use axum::extract::FromRequestParts;
use axum::http::header::AUTHORIZATION;
use axum::http::request::Parts;

use crate::models::User;
use crate::state::AppState;
use crate::utils::error::AppError;

/// The authenticated caller, loaded from the store so role and profile
/// changes apply without waiting for a new token.
#[derive(Debug, Clone)]
pub struct CurrentUser(pub User);

#[axum::async_trait]
impl FromRequestParts<AppState> for CurrentUser {
    type Rejection = AppError;

    async fn from_request_parts(parts: &mut Parts, state: &AppState) -> Result<Self, Self::Rejection> {
        let header = parts
            .headers
            .get(AUTHORIZATION)
            .ok_or_else(|| AppError::AuthError("Missing Authorization header".to_string()))?
            .to_str()
            .map_err(|_| AppError::AuthError("Invalid Authorization header".to_string()))?;

        let token = header.strip_prefix("Bearer ").ok_or_else(|| {
            AppError::AuthError("Invalid Authorization format (expected: Bearer <token>)".to_string())
        })?;

        let claims = state.jwt.verify(token.trim())?;

        let user = state
            .repos
            .users
            .find_user(claims.sub)
            .await?
            .ok_or_else(|| AppError::AuthError("Unknown user".to_string()))?;

        Ok(CurrentUser(user))
    }
}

____

*YOUR INSTRUCTIONS:* Among the lines above, find those with the word "FromRequestParts". Copy them.

*WRITTEN RESPONSE:*
use axum::extract::FromRequestParts;
impl FromRequestParts<AppState> for CurrentUser {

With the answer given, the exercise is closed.